* Instructions to follow: The expected output is every line from the one containing "use spl_associated_token_account::get_associated_token_address;" to the end of the data below, exactly, and no other line.

(Dataset entries)
· · · ·

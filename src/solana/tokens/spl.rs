use anyhow::{anyhow, Result};
use solana_client::nonblocking::rpc_client::RpcClient;
use solana_sdk::pubkey::Pubkey;
use spl_associated_token_account::get_associated_token_address;

use crate::solana::wallet::parse_pubkey;

/// Associated token account holding `mint` for `owner`
pub fn associated_token_address(owner: &Pubkey, mint: &str) -> Result<Pubkey> {
    let mint = parse_pubkey(mint)?;
    Ok(get_associated_token_address(owner, &mint))
}

/// Raw (base unit) balance of a token account
pub async fn get_token_account_balance(client: &RpcClient, account: &Pubkey) -> Result<u64> {
    let balance = client
        .get_token_account_balance(account)
        .await
        .map_err(|e| anyhow!("Failed to get token account balance: {}", e))?;

    balance
        .amount
        .parse::<u64>()
        .map_err(|e| anyhow!("Invalid token amount '{}': {}", balance.amount, e))
}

· · · ·

* Result of the exercise:
use spl_associated_token_account::get_associated_token_address;

use crate::solana::wallet::parse_pubkey;

/// Associated token account holding `mint` for `owner`
pub fn associated_token_address(owner: &Pubkey, mint: &str) -> Result<Pubkey> {
    let mint = parse_pubkey(mint)?;
    Ok(get_associated_token_address(owner, &mint))
}

/// Raw (base unit) balance of a token account
pub async fn get_token_account_balance(client: &RpcClient, account: &Pubkey) -> Result<u64> {
    let balance = client
        .get_token_account_balance(account)
        .await
        .map_err(|e| anyhow!("Failed to get token account balance: {}", e))?;

    balance
        .amount
        .parse::<u64>()
        .map_err(|e| anyhow!("Invalid token amount '{}': {}", balance.amount, e))
}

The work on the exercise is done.